Chocolate Touch is indicated for percutaneous transluminal angioplasty (PTA) for the treatment of peripheral artery disease (PAD) in native femoral or popliteal arteries.
The PTA catheter is developed by the US-based medical device company TriReme Medical, which was acquired by Genesis in August 2020.
Chocolate Touch is designed to open in small sections using pillow-like structures coated with a therapeutic agent, to provide an alternative treatment to traditional DCB angioplasty.
It is the world’s first and only balloon catheter that integrates therapeutic agent delivery with an advanced angioplasty platform, for the treatment of PAD, said the medical device firm.
Genesis MedTech Group chairman and CEO Warren Wang said: “The Chocolate Touch FDA approval provides U.S. physicians and their patients a next-generation drug-coated balloon with exceptional safety and efficacy to use in treating patients with PAD.

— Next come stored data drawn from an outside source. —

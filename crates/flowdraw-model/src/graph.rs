use std::collections::BTreeSet;

use serde::{Deserialize, Serialize};
use tracing::debug;

use crate::types::{
    Edge, EdgeId, EdgeKind, EdgePatch, Node, NodeId, NodeKind, NodePatch, Point, Tool, ToolId,
};

pub const DUPLICATE_OFFSET: f64 = 50.0;

/// The node/edge/tool triple plus its id counters.
///
/// This is also the exchange document and the history snapshot: cloning a
/// `Graph` is the deep copy the undo log stores.
#[derive(Debug, Clone, PartialEq, Serialize, Deserialize)]
#[serde(rename_all = "camelCase", from = "GraphRecord")]
pub struct Graph {
    pub nodes: Vec<Node>,
    pub edges: Vec<Edge>,
    pub tools: Vec<Tool>,
    pub next_node_id: u64,
    pub next_edge_id: u64,
    pub next_tool_id: u64,
}

#[derive(Deserialize)]
#[serde(rename_all = "camelCase")]
struct GraphRecord {
    #[serde(default)]
    nodes: Option<Vec<Node>>,
    #[serde(default)]
    edges: Option<Vec<Edge>>,
    #[serde(default)]
    tools: Option<Vec<Tool>>,
    #[serde(default)]
    next_node_id: Option<u64>,
    #[serde(default)]
    next_edge_id: Option<u64>,
    #[serde(default)]
    next_tool_id: Option<u64>,
}

impl From<GraphRecord> for Graph {
    fn from(record: GraphRecord) -> Self {
        // Counters start at 1; a missing or zero counter falls back to that.
        let counter = |value: Option<u64>| value.filter(|n| *n > 0).unwrap_or(1);
        Graph {
            nodes: record.nodes.unwrap_or_default(),
            edges: record.edges.unwrap_or_default(),
            tools: record.tools.unwrap_or_default(),
            next_node_id: counter(record.next_node_id),
            next_edge_id: counter(record.next_edge_id),
            next_tool_id: counter(record.next_tool_id),
        }
    }
}

impl Default for Graph {
    fn default() -> Self {
        Self::new()
    }
}

impl Graph {
    pub fn new() -> Self {
        Self {
            nodes: Vec::new(),
            edges: Vec::new(),
            tools: Vec::new(),
            next_node_id: 1,
            next_edge_id: 1,
            next_tool_id: 1,
        }
    }

    pub fn is_empty(&self) -> bool {
        self.nodes.is_empty() && self.edges.is_empty() && self.tools.is_empty()
    }

    pub fn node(&self, id: &NodeId) -> Option<&Node> {
        self.nodes.iter().find(|node| &node.id == id)
    }

    pub fn node_mut(&mut self, id: &NodeId) -> Option<&mut Node> {
        self.nodes.iter_mut().find(|node| &node.id == id)
    }

    pub fn edge(&self, id: &EdgeId) -> Option<&Edge> {
        self.edges.iter().find(|edge| &edge.id == id)
    }

    pub fn tool(&self, id: &ToolId) -> Option<&Tool> {
        self.tools.iter().find(|tool| &tool.id == id)
    }

    pub fn contains_node(&self, id: &NodeId) -> bool {
        self.node(id).is_some()
    }

    pub fn node_ids(&self) -> impl Iterator<Item = &NodeId> {
        self.nodes.iter().map(|node| &node.id)
    }

    pub fn edges_touching<'a>(&'a self, node: &'a NodeId) -> impl Iterator<Item = &'a Edge> + 'a {
        self.edges.iter().filter(move |edge| edge.touches(node))
    }

    pub fn has_reverse_edge(&self, edge: &Edge) -> bool {
        self.edges.iter().any(|other| {
            other.source == edge.target && other.target == edge.source && other.id != edge.id
        })
    }

    pub fn is_dangling(&self, edge: &Edge) -> bool {
        !self.contains_node(&edge.source) || !self.contains_node(&edge.target)
    }

    pub fn tools_of<'a>(&'a self, node: &'a Node) -> impl Iterator<Item = &'a Tool> + 'a {
        self.tools
            .iter()
            .filter(move |tool| node.tools.contains(&tool.id))
    }

    pub fn add_node(&mut self, kind: NodeKind, position: Point) -> NodeId {
        let counter = self.next_node_id;
        let id = NodeId::from_counter(counter);
        let label = format!("{} {}", kind.defaults().label, counter);
        self.nodes
            .push(Node::new(id.clone(), kind, label, position));
        self.next_node_id += 1;
        debug!(node = %id, kind = kind.as_str(), "added node");
        id
    }

    pub fn delete_node(&mut self, id: &NodeId) -> bool {
        let before = self.nodes.len();
        self.nodes.retain(|node| &node.id != id);
        if self.nodes.len() == before {
            return false;
        }
        self.edges.retain(|edge| !edge.touches(id));
        debug!(node = %id, "deleted node");
        true
    }

    pub fn delete_nodes(&mut self, ids: &BTreeSet<NodeId>) -> usize {
        let before = self.nodes.len();
        self.nodes.retain(|node| !ids.contains(&node.id));
        self.edges
            .retain(|edge| !ids.contains(&edge.source) && !ids.contains(&edge.target));
        let removed = before - self.nodes.len();
        if removed > 0 {
            debug!(removed, "deleted nodes");
        }
        removed
    }

    pub fn update_node(&mut self, id: &NodeId, patch: NodePatch) -> bool {
        let tools = patch.tools.map(|tools| {
            tools
                .into_iter()
                .filter(|tool| self.tool(tool).is_some())
                .collect::<Vec<_>>()
        });
        let Some(node) = self.node_mut(id) else {
            return false;
        };

        if let Some(kind) = patch.kind {
            if kind != node.kind {
                let defaults = kind.defaults();
                node.color = defaults.color.to_string();
                node.shape = defaults.shape;
            }
            node.kind = kind;
        }
        if let Some(label) = patch.label {
            node.label = label;
        }
        if let Some(position) = patch.position {
            node.x = position.x;
            node.y = position.y;
        }
        if let Some(width) = patch.width {
            node.width = width;
        }
        if let Some(height) = patch.height {
            node.height = height;
        }
        if let Some(color) = patch.color {
            node.color = color;
        }
        if let Some(shape) = patch.shape {
            node.shape = shape;
        }
        if let Some(description) = patch.description {
            node.description = description;
        }
        if let Some(properties) = patch.properties {
            node.properties = properties;
        }
        if let Some(tools) = tools {
            node.tools = tools;
        }
        true
    }

    pub fn move_node(&mut self, id: &NodeId, position: Point) -> bool {
        match self.node_mut(id) {
            Some(node) => {
                node.x = position.x;
                node.y = position.y;
                true
            }
            None => false,
        }
    }

    pub fn add_edge(
        &mut self,
        source: &NodeId,
        target: &NodeId,
        kind: EdgeKind,
        allow_self_loop: bool,
    ) -> Option<EdgeId> {
        if source == target && !allow_self_loop {
            return None;
        }
        if !self.contains_node(source) || !self.contains_node(target) {
            return None;
        }
        let id = EdgeId::from_counter(self.next_edge_id);
        self.edges
            .push(Edge::new(id.clone(), source.clone(), target.clone(), kind));
        self.next_edge_id += 1;
        debug!(edge = %id, %source, %target, kind = kind.as_str(), "added edge");
        Some(id)
    }

    pub fn delete_edge(&mut self, id: &EdgeId) -> bool {
        let before = self.edges.len();
        self.edges.retain(|edge| &edge.id != id);
        before != self.edges.len()
    }

    pub fn update_edge(&mut self, id: &EdgeId, patch: EdgePatch) -> bool {
        let Some(edge) = self.edges.iter_mut().find(|edge| &edge.id == id) else {
            return false;
        };

        if let Some(kind) = patch.kind {
            let defaults = kind.defaults();
            edge.kind = kind;
            edge.style = defaults.style;
            edge.color = defaults.color.to_string();
        }
        if let Some(label) = patch.label {
            edge.label = label;
        }
        if let Some(style) = patch.style {
            edge.style = style;
        }
        if let Some(color) = patch.color {
            edge.color = color;
        }
        if let Some(condition) = patch.condition {
            edge.condition = condition;
        }
        true
    }

    pub fn add_tool(&mut self, name: &str) -> Option<ToolId> {
        let name = name.trim();
        if name.is_empty() || self.tools.iter().any(|tool| tool.name == name) {
            return None;
        }
        let id = ToolId::from_counter(self.next_tool_id);
        self.tools.push(Tool {
            id: id.clone(),
            name: name.to_string(),
        });
        self.next_tool_id += 1;
        debug!(tool = %id, name, "added tool");
        Some(id)
    }

    pub fn delete_tool(&mut self, id: &ToolId) -> bool {
        let before = self.tools.len();
        self.tools.retain(|tool| &tool.id != id);
        if before == self.tools.len() {
            return false;
        }
        for node in &mut self.nodes {
            node.tools.retain(|tool| tool != id);
        }
        true
    }

    pub fn toggle_tool_on_node(&mut self, node_id: &NodeId, tool_id: &ToolId) -> bool {
        if self.tool(tool_id).is_none() {
            return false;
        }
        let Some(node) = self.node_mut(node_id) else {
            return false;
        };
        if let Some(index) = node.tools.iter().position(|tool| tool == tool_id) {
            node.tools.remove(index);
        } else {
            node.tools.push(tool_id.clone());
        }
        true
    }

    /// Copies the given nodes with fresh, contiguous ids, offset by
    /// [`DUPLICATE_OFFSET`]. Edges between the originals are not copied.
    pub fn duplicate_nodes(&mut self, ids: &BTreeSet<NodeId>) -> Vec<NodeId> {
        let copies: Vec<Node> = self
            .nodes
            .iter()
            .filter(|node| ids.contains(&node.id))
            .enumerate()
            .map(|(offset, node)| Node {
                id: NodeId::from_counter(self.next_node_id + offset as u64),
                x: node.x + DUPLICATE_OFFSET,
                y: node.y + DUPLICATE_OFFSET,
                ..node.clone()
            })
            .collect();

        let new_ids: Vec<NodeId> = copies.iter().map(|node| node.id.clone()).collect();
        self.next_node_id += copies.len() as u64;
        self.nodes.extend(copies);
        if !new_ids.is_empty() {
            debug!(count = new_ids.len(), "duplicated nodes");
        }
        new_ids
    }

    pub fn prune_dangling_edges(&mut self) -> usize {
        let nodes: BTreeSet<NodeId> = self.node_ids().cloned().collect();
        let before = self.edges.len();
        self.edges
            .retain(|edge| nodes.contains(&edge.source) && nodes.contains(&edge.target));
        before - self.edges.len()
    }
}

#[cfg(test)]
mod tests {
    use super::*;

    #[test]
    fn counters_fall_back_to_one() {
        let record = GraphRecord {
            nodes: None,
            edges: None,
            tools: None,
            next_node_id: Some(0),
            next_edge_id: None,
            next_tool_id: Some(7),
        };
        let graph = Graph::from(record);
        assert_eq!(graph.next_node_id, 1);
        assert_eq!(graph.next_edge_id, 1);
        assert_eq!(graph.next_tool_id, 7);
    }

    #[test]
    fn update_with_unknown_tool_keeps_known_ones() {
        let mut graph = Graph::new();
        let node = graph.add_node(NodeKind::Generic, Point::ORIGIN);
        let tool = graph.add_tool("search").expect("tool");
        let patch = NodePatch {
            tools: Some(vec![tool.clone(), ToolId::from("tool-99")]),
            ..NodePatch::default()
        };
        assert!(graph.update_node(&node, patch));
        assert_eq!(graph.node(&node).map(|n| n.tools.clone()), Some(vec![tool]));
    }
}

“This approval demonstrates our commitment to bring innovation solutions to enhance the standard of care of millions of patients suffering from peripheral vascular diseases.”
In the clinical studies, Chocolate Touch DCB has shown superior patency and non-inferior safety compared with Lutonix DCB in patients with the symptomatic femoropopliteal disease.
The DCB showed a statistically superior 12-month True DCB Success, a measure of the target vessel without the need for bail-out stenting, which is the study’s primary efficacy endpoint.
The primary patency was 83.3% for the Chocolate Touch and 73% for Lutonix DCB, by Kaplan-Meier (KM) estimate.
Chocolate Touch showed 88.9% freedom from major adverse events (MAE) at 12 months, which is a primary safety endpoint, compared to 84.6% for Lutonix DCB.
Also, the DCB resulted in the lowest all-cause KM mortality rate value of 6.7% for 3 years, compared to reported mortality for FDA-approved DCBs in clinical studies.
Chocolate Touch study co-principal investigator Mehdi H Shishehbor said: “I am very excited to see the Chocolate Touch, a next-generation drug-coated balloon, is now available for patients across the United States.
“This technology is an important tool in the armamentarium for the treatment of patients with peripheral artery disease.”
In a separate development, the company has opened its advanced medtech campus featuring an innovation centre, and two R&D and production centres in a site spanning 135,333m2 in Wuxi, China.
The innovation centre is designed to provide an open educational platform to enable deeper engagement and interaction between Genesis MedTech and medical professionals.
It provides medical professionals with access to clinical training on the latest innovations in the fields such as minimally invasive surgery, vascular, and structural heart disease.
The Campus also includes an R&D and Manufacturing Centre, which supports the development and manufacturing of high-quality medical devices.
Genesis MedTech chairman and CEO Warren Wang said: “We are trying to play an integral role in MedTech innovation that will revolutionise how medtech development is intimately integrated with the practical needs of medical professionals.
“Through training and exchanges, we can better understand clinical needs, stimulate technological innovation and expand product development.
“The campus will be an ultramodern nexus for R&D, manufacturing, training and exchange, providing our R&D teams and global experts with an open platform to explore innovations from ground zero, becoming an exploration and production centre for new technologies and products.”